- TO DO:
Copy, from the entries below, each line where the word "filename" can be found.

- DATA FOR THIS TASK:
//! Exchanging the volunteers of two appointments, possibly of different studies.
//!
//! The backend has no transaction, so this takes three updates: free the first appointment, give
//! the second one the first volunteer, give the first one the second volunteer. When step 2 or 3
//! fails, both appointments are put back the way they were as far as the backend lets us.
//!
//! Associations are not touched here. After a switch across groups or studies the association
//! records still point at the old appointments' groups and have to be fixed by hand.

use tracing::{error, info, warn};
use volunteer_console_api::id::{AppointmentId, VolunteerId};
use volunteer_console_api::model::{Appointment, AppointmentUpdate};
use volunteer_console_api::ApiError;

use crate::backend::Backend;
use crate::error::{Rollback, ValidationError, WorkflowError};
use crate::mass_assignment::Outcome;
use crate::operator::{Operator, Prompt, SwitchSide};

/// At most two appointments, in the order they were picked.
#[derive(Debug, Clone, Default)]
pub struct SwitchSelection {
    appointments: Vec<Appointment>,
}

impl SwitchSelection {
    #[must_use]
    pub fn new() -> Self {
        Self::default()
    }

    /// Returns `false` when two are already selected.
    pub fn select(&mut self, appointment: &Appointment) -> bool {
        if self.is_selected(appointment) {
            return true;
        }
        if self.appointments.len() >= 2 {
            return false;
        }
        self.appointments.push(appointment.clone());
        true
    }

    pub fn deselect(&mut self, appointment: &Appointment) {
        self.appointments.retain(|selected| !same_appointment(selected, appointment));
    }

    #[must_use]
    pub fn is_selected(&self, appointment: &Appointment) -> bool {
        self.appointments
            .iter()
            .any(|selected| same_appointment(selected, appointment))
    }

    #[must_use]
    pub fn appointments(&self) -> &[Appointment] {
        &self.appointments
    }

    #[must_use]
    pub fn ids(&self) -> Vec<AppointmentId> {
        self.appointments
            .iter()
            .map(|appointment| appointment.id)
            .collect()
    }

    pub fn clear(&mut self) {
        self.appointments.clear();
    }
}

fn same_appointment(a: &Appointment, b: &Appointment) -> bool {
    a.study_id == b.study_id && a.id == b.id
}

pub struct Switcher<'a, B, O: ?Sized> {
    backend: &'a B,
    operator: &'a O,
}

impl<'a, B: Backend, O: Operator + ?Sized> Switcher<'a, B, O> {
    pub const fn new(backend: &'a B, operator: &'a O) -> Self {
        Self { backend, operator }
    }

    async fn name(&self, volunteer_id: Option<VolunteerId>) -> Option<String> {
        let volunteer_id = volunteer_id?;
        Some(match self.backend.volunteer(volunteer_id).await {
            Ok(volunteer) => volunteer.display_name(),
            Err(err) => {
                warn!(%volunteer_id, "could not fetch volunteer name: {err}");
                format!("#{volunteer_id}")
            }
        })
    }

    async fn set_volunteer(
        &self,
        appointment: &Appointment,
        volunteer_id: Option<VolunteerId>,
    ) -> Result<(), ApiError> {
        let update = AppointmentUpdate::from(appointment).with_volunteer(volunteer_id);
        self.backend.update_appointment(&update).await
    }

    /// Puts back the original volunteers of the given appointments.
    async fn roll_back(&self, appointments: &[&Appointment]) -> Rollback {
        let mut rollback = Rollback::Restored;
        for appointment in appointments {
            if let Err(err) = self.set_volunteer(appointment, appointment.volunteer_id).await {
                error!(
                    study_id = %appointment.study_id,
                    appointment = %appointment.id,
                    "rollback failed: {err}"
                );
                rollback = Rollback::Incomplete;
            }
        }
        rollback
    }

    pub async fn switch(&self, selection: &SwitchSelection) -> Result<Outcome<()>, WorkflowError> {
        let [first, second] = selection.appointments() else {
            return Err(ValidationError::SwitchNeedsTwo.into());
        };
        if first.volunteer_id == second.volunteer_id {
            return Err(ValidationError::SameVolunteer.into());
        }

        let prompt = Prompt::Switch {
            first: SwitchSide {
                volunteer: self.name(first.volunteer_id).await,
                slot: first.slot(),
            },
            second: SwitchSide {
                volunteer: self.name(second.volunteer_id).await,
                slot: second.slot(),
            },
        };
        if !self.operator.confirm(&prompt) {
            return Ok(Outcome::Declined);
        }

        info!(first = %Key(first), second = %Key(second), "switching volunteers");
        if let Err(source) = self.set_volunteer(first, None).await {
            return Err(WorkflowError::Switch {
                step: 1,
                rollback: Rollback::NotNeeded,
                source,
            });
        }

        if let Err(source) = self.set_volunteer(second, first.volunteer_id).await {
            let rollback = self.roll_back(&[first]).await;
            return Err(WorkflowError::Switch {
                step: 2,
                rollback,
                source,
            });
        }

        if let Err(source) = self.set_volunteer(first, second.volunteer_id).await {
            let rollback = self.roll_back(&[second, first]).await;
            return Err(WorkflowError::Switch {
                step: 3,
                rollback,
                source,
            });
        }

        info!(first = %Key(first), second = %Key(second), "volunteers switched");
        Ok(Outcome::Applied(()))
    }
}

struct Key<'a>(&'a Appointment);

impl core::fmt::Display for Key<'_> {
    fn fmt(&self, f: &mut core::fmt::Formatter<'_>) -> core::fmt::Result {
        write!(f, "{}/{}", self.0.study_id, self.0.id)
    }
}
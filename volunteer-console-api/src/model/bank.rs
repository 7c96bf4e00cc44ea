use serde::{Deserialize, Serialize};

use crate::id::VolunteerId;

#[derive(Debug, Clone, PartialEq, Eq, Serialize, Deserialize)]
pub struct BankDetails {
    #[serde(rename = "idVol")]
    pub volunteer_id: VolunteerId,
    #[serde(default, deserialize_with = "super::or_default")]
    pub iban: String,
    #[serde(default, deserialize_with = "super::or_default")]
    pub bic: String,
}
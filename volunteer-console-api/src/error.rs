use core::time::Duration;

use http::StatusCode;

#[derive(thiserror::Error, Debug)]
pub enum ApiError {
    #[error("hyper {0}")]
    Hyper(#[from] hyper::Error),
    #[error("hyper http {0}")]
    HyperHttp(#[from] http::Error),
    #[error("io {0}")]
    Io(#[from] std::io::Error),
    #[error("json {0}")]
    Json(#[from] serde_json::Error),
    #[error("query string {0}")]
    Query(#[from] serde_urlencoded::ser::Error),
    #[error("invalid api url {0}")]
    InvalidUri(#[from] http::uri::InvalidUri),
    #[error("api url has no host")]
    MissingHost,
    #[error("invalid tls server name {0}")]
    InvalidServerName(String),
    #[error("request timed out after {0:?}")]
    Timeout(Duration),
    #[error("backend answered {status}: {body}")]
    Status { status: StatusCode, body: String },
    #[error("session expired")]
    Unauthorized,
    #[error("not signed in")]
    NotAuthenticated,
}

impl ApiError {
    #[must_use]
    pub const fn status(&self) -> Option<StatusCode> {
        match self {
            Self::Status { status, .. } => Some(*status),
            Self::Unauthorized => Some(StatusCode::UNAUTHORIZED),
            _ => None,
        }
    }

    #[must_use]
    pub fn is_not_found(&self) -> bool {
        self.status() == Some(StatusCode::NOT_FOUND)
    }
}

pub type Result<T> = core::result::Result<T, ApiError>;
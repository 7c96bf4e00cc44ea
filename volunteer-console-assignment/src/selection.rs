use tracing::debug;
use volunteer_console_api::id::{AppointmentId, VolunteerId};
use volunteer_console_api::model::{Appointment, Group, Volunteer};

use crate::operator::{Operator, Prompt};

#[derive(Debug, Clone, Copy, Default, PartialEq, Eq)]
pub enum Mode {
    #[default]
    Assign,
    Unassign,
}

#[derive(Debug, Clone, Copy, Default, PartialEq, Eq)]
pub enum Strategy {
    #[default]
    Auto,
    Manual,
}

/// Case-insensitive substring match in either direction against any of `required`.
/// A group that requires nothing accepts everyone; a volunteer without an ethnicity matches nothing.
pub fn ethnicity_matches<'a>(
    ethnicity: Option<&str>,
    required: impl IntoIterator<Item = &'a str>,
) -> bool {
    let mut required = required.into_iter().peekable();
    if required.peek().is_none() {
        return true;
    }
    let Some(ethnicity) = ethnicity
        .map(|ethnicity| ethnicity.trim().to_lowercase())
        .filter(|ethnicity| !ethnicity.is_empty())
    else {
        return false;
    };
    required.any(|required| {
        let required = required.to_lowercase();
        ethnicity.contains(&required) || required.contains(&ethnicity)
    })
}

/// What the operator has ticked on the assignment screen. Selection order is pairing order.
#[derive(Debug, Clone, Default)]
pub struct AssignmentSelection {
    mode: Mode,
    strategy: Strategy,
    appointments: Vec<Appointment>,
    volunteers: Vec<Volunteer>,
    group: Option<Group>,
}

impl AssignmentSelection {
    #[must_use]
    pub fn new() -> Self {
        Self::default()
    }

    #[must_use]
    pub const fn mode(&self) -> Mode {
        self.mode
    }

    /// Changing the mode drops the selected appointments and volunteers.
    pub fn set_mode(&mut self, mode: Mode) {
        if self.mode != mode {
            self.mode = mode;
            self.clear();
        }
    }

    #[must_use]
    pub const fn strategy(&self) -> Strategy {
        self.strategy
    }

    pub fn set_strategy(&mut self, strategy: Strategy) {
        self.strategy = strategy;
    }

    #[must_use]
    pub const fn group(&self) -> Option<&Group> {
        self.group.as_ref()
    }

    pub fn set_group(&mut self, group: Option<Group>) {
        self.group = group;
    }

    #[must_use]
    pub fn appointments(&self) -> &[Appointment] {
        &self.appointments
    }

    #[must_use]
    pub fn volunteers(&self) -> &[Volunteer] {
        &self.volunteers
    }

    #[must_use]
    pub fn can_select_appointment(&self, appointment: &Appointment) -> bool {
        self.mode == Mode::Assign || appointment.is_assigned()
    }

    /// Returns whether the appointment is selected afterwards.
    pub fn select_appointment(&mut self, appointment: &Appointment) -> bool {
        if !self.can_select_appointment(appointment) {
            debug!(appointment = %appointment.id, "no volunteer to unassign");
            return false;
        }
        if !self.is_appointment_selected(appointment.id) {
            self.appointments.push(appointment.clone());
        }
        true
    }

    /// Selects every eligible appointment, keeping the given order. Returns how many are selected.
    pub fn select_all_appointments(&mut self, appointments: &[Appointment]) -> usize {
        for appointment in appointments {
            self.select_appointment(appointment);
        }
        self.appointments.len()
    }

    pub fn deselect_appointment(&mut self, id: AppointmentId) {
        self.appointments.retain(|appointment| appointment.id != id);
    }

    #[must_use]
    pub fn is_appointment_selected(&self, id: AppointmentId) -> bool {
        self.appointments.iter().any(|appointment| appointment.id == id)
    }

    fn required_ethnicities(&self) -> Vec<String> {
        self.group
            .as_ref()
            .map(|group| group.required_ethnicities().map(str::to_owned).collect())
            .unwrap_or_default()
    }

    fn matches_group(&self, volunteer: &Volunteer) -> bool {
        self.group.as_ref().map_or(true, |group| {
            ethnicity_matches(volunteer.ethnicity.as_deref(), group.required_ethnicities())
        })
    }

    /// Adds the volunteer, asking the operator first when the volunteer does not fit the group's
    /// ethnicities. Returns whether the volunteer is selected afterwards.
    pub fn select_volunteer<O: Operator + ?Sized>(
        &mut self,
        volunteer: &Volunteer,
        operator: &O,
    ) -> bool {
        if self.is_volunteer_selected(volunteer.id) {
            return true;
        }
        if !self.matches_group(volunteer) {
            let prompt = Prompt::EthnicityMismatch {
                volunteers: vec![volunteer.display_name()],
                required: self.required_ethnicities(),
            };
            if !operator.confirm(&prompt) {
                debug!(volunteer = %volunteer.id, "ethnicity override declined");
                return false;
            }
        }
        self.volunteers.push(volunteer.clone());
        true
    }

    /// Adds all volunteers. Mismatching ones are listed in a single prompt; if the operator declines
    /// only the matching ones are added. Returns how many are selected.
    pub fn select_all_volunteers<O: Operator + ?Sized>(
        &mut self,
        volunteers: &[Volunteer],
        operator: &O,
    ) -> usize {
        let candidates: Vec<_> = volunteers
            .iter()
            .filter(|volunteer| !self.is_volunteer_selected(volunteer.id))
            .collect();
        let mismatched: Vec<_> = candidates
            .iter()
            .filter(|volunteer| !self.matches_group(volunteer))
            .map(|volunteer| volunteer.id)
            .collect();

        let include_mismatched = mismatched.is_empty() || {
            let prompt = Prompt::EthnicityMismatch {
                volunteers: candidates
                    .iter()
                    .filter(|volunteer| mismatched.contains(&volunteer.id))
                    .map(|volunteer| volunteer.display_name())
                    .collect(),
                required: self.required_ethnicities(),
            };
            operator.confirm(&prompt)
        };

        for volunteer in candidates {
            if include_mismatched || !mismatched.contains(&volunteer.id) {
                self.volunteers.push(volunteer.clone());
            }
        }
        self.volunteers.len()
    }

    pub fn deselect_volunteer(&mut self, id: VolunteerId) {
        self.volunteers.retain(|volunteer| volunteer.id != id);
    }

    #[must_use]
    pub fn is_volunteer_selected(&self, id: VolunteerId) -> bool {
        self.volunteers.iter().any(|volunteer| volunteer.id == id)
    }

    /// Drops the selected appointments and volunteers. Mode, strategy and group stay.
    pub fn clear(&mut self) {
        self.appointments.clear();
        self.volunteers.clear();
    }
}
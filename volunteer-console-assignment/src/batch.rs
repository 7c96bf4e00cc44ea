use core::future::Future;
use core::sync::atomic::{AtomicBool, Ordering};

use futures_util::stream::FuturesUnordered;
use futures_util::StreamExt as _;
use tracing::{debug, info, warn};
use volunteer_console_api::id::{AppointmentId, StudyId};
use volunteer_console_api::{ApiError, SessionWatch};

use crate::error::WorkflowError;

/// The backend work for one appointment. Steps inside `work` run in order, jobs run concurrently.
pub struct Job<F> {
    pub study: StudyId,
    pub appointment: AppointmentId,
    pub work: F,
}

/// Why a batch stopped early.
enum Stop {
    SessionEnded,
    Failed {
        study: StudyId,
        appointment: AppointmentId,
        source: ApiError,
    },
}

/// Runs all jobs at once and stops at the first failure or when the session ends.
///
/// Jobs not yet started are skipped after that, jobs already in flight run to completion and
/// count towards `applied`. Jobs already applied stay applied. Returns how many were applied.
pub async fn run_batch<F>(
    jobs: Vec<Job<F>>,
    session: Option<SessionWatch>,
) -> Result<usize, WorkflowError>
where
    F: Future<Output = Result<(), ApiError>>,
{
    let total = jobs.len();
    let stopped = AtomicBool::new(false);
    let mut pending: FuturesUnordered<_> = jobs
        .into_iter()
        .map(|job| {
            let stopped = &stopped;
            async move {
                // checked on the first poll, a job that got past it is in flight
                let result = if stopped.load(Ordering::Relaxed) {
                    None
                } else {
                    Some(job.work.await)
                };
                (job.study, job.appointment, result)
            }
        })
        .collect();

    let ended = async move {
        match session {
            Some(mut session) => session.ended().await,
            None => core::future::pending().await,
        }
    };
    tokio::pin!(ended);

    let mut applied = 0;
    let stop = loop {
        tokio::select! {
            biased;
            () = &mut ended => break Stop::SessionEnded,
            next = pending.next() => match next {
                None => {
                    info!(applied, "batch done");
                    return Ok(applied);
                }
                Some((_, _, Some(Ok(())))) => applied += 1,
                Some((_, _, None)) => {}
                Some((_, _, Some(Err(ApiError::Unauthorized | ApiError::NotAuthenticated)))) => {
                    break Stop::SessionEnded;
                }
                Some((study, appointment, Some(Err(source)))) => {
                    break Stop::Failed {
                        study,
                        appointment,
                        source,
                    };
                }
            }
        }
    };

    stopped.store(true, Ordering::Relaxed);
    let mut skipped = 0_usize;
    while let Some((study, appointment, result)) = pending.next().await {
        match result {
            Some(Ok(())) => applied += 1,
            Some(Err(source)) => debug!(%study, %appointment, "in-flight job failed: {source}"),
            None => skipped += 1,
        }
    }

    match stop {
        Stop::SessionEnded => {
            warn!(applied, total, skipped, "session expired, batch stopped");
            Err(WorkflowError::SessionExpired { applied })
        }
        Stop::Failed {
            study,
            appointment,
            source,
        } => {
            warn!(%study, %appointment, applied, total, skipped, "batch stopped: {source}");
            Err(WorkflowError::Batch {
                applied,
                total,
                study,
                appointment,
                source,
            })
        }
    }
}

- YOUR RESPONSE:
filename volunteer-console-api/src/model/bank.rs
filename volunteer-console-api/src/error.rs
filename volunteer-console-assignment/src/selection.rs
filename volunteer-console-assignment/src/batch.rs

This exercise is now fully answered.